In describing our quality measures below, we use the following definitions. TF stands for TRUE FAIL, FF stands for FALSE FAIL, TP stands for TRUE PASS, and FP stands for FALSE PASS. Our first measure, $F-recall = \frac{T F}{T F + F P}$ , shows the proportion of FAILS that are correctly labeled by the predictive model. The second measure, $F-share = \frac{T F + F F}{Number of observations}$ , shows the proportion of the test sample labeled as FAIL by the model. Finally, we used a modified F-score, which allows us to compare models based on the specific requirements of our task, i.e. a very high F-recall and F-share substantially below 1, we use a variation on the standard F-score.

F- {score}_{mod} = 2 \times \frac{F-recall \times (1 - F-share)}{F-recall \times (1 - F-share)} .
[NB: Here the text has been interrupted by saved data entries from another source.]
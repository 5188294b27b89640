//! Benchmarks for table mutation and scan cache rebuilds.

use criterion::{black_box, criterion_group, criterion_main, BenchmarkId, Criterion};
use strata_core::schema::TableBuilder;
use strata_core::{DataType, Value};
use strata_storage::Database;

fn database_with_rows(count: i64) -> Database {
    let mut db = Database::new();
    let schema = TableBuilder::new("quotes")
        .unwrap()
        .add_column("id", DataType::Int64)
        .unwrap()
        .add_column("price", DataType::Float64)
        .unwrap()
        .add_column("symbol", DataType::Text)
        .unwrap()
        .primary_key("id")
        .unwrap()
        .build()
        .unwrap();
    db.create_table(schema).unwrap();
    db.bulk_load(
        "quotes",
        (0..count).map(|i| {
            vec![
                Value::Int64(i),
                Value::Float64(100.0 + i as f64 * 0.1),
                Value::Text(format!("SYM{}", i % 500)),
            ]
        }),
    )
    .unwrap();
    db
}

/// Benchmark: building the columnar scan cache from rows.
fn scan_cache_build_benchmark(c: &mut Criterion) {
    let mut group = c.benchmark_group("scan_cache_build");
    for rows in [1_000i64, 10_000, 100_000] {
        group.bench_with_input(BenchmarkId::from_parameter(rows), &rows, |b, &rows| {
            b.iter_batched(
                || database_with_rows(rows),
                |db| black_box(db.get_table("quotes").unwrap().scan_cache().unwrap()),
                criterion::BatchSize::LargeInput,
            );
        });
    }
    group.finish();
}

/// Benchmark: copy-on-write cost of the first mutation inside a transaction.
fn transaction_first_write_benchmark(c: &mut Criterion) {
    let mut group = c.benchmark_group("transaction_first_write");
    for rows in [1_000i64, 10_000] {
        group.bench_with_input(BenchmarkId::from_parameter(rows), &rows, |b, &rows| {
            b.iter_batched(
                || database_with_rows(rows),
                |mut db| {
                    db.begin();
                    db.delete("quotes", |r| Ok(r.get(0) == Some(&Value::Int64(0))))
                        .unwrap();
                    db.rollback().unwrap();
                    black_box(db)
                },
                criterion::BatchSize::LargeInput,
            );
        });
    }
    group.finish();
}

criterion_group!(benches, scan_cache_build_benchmark, transaction_first_write_benchmark);
criterion_main!(benches);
Note that the modified F-score cannot equal 1, as in the standard case. An ideal prediction leads to F-score_mod = 1 - F-share. The intuition behind our custom F-score is based on the highly imbalanced FAIL and PASS samples. A model that accurately labels all failed cases is only valuable if it substantially reduces the workload for human raters, a benefit reflected by F-share.

3 Experiments

For each of the seven ROIs, we performed eight experiments defined by two predictive models (SVC and GBDT), two types of features (original and normed) and two cross-validation approaches. We tested ”Leave-One-Site-Out” and 5-fold stratified cross-validation, as described below.

3.1 Datasets

In our experiments, we used deep brain structure shape data from the ENIGMA Schizophrenia and Major Depressive Disorder working groups.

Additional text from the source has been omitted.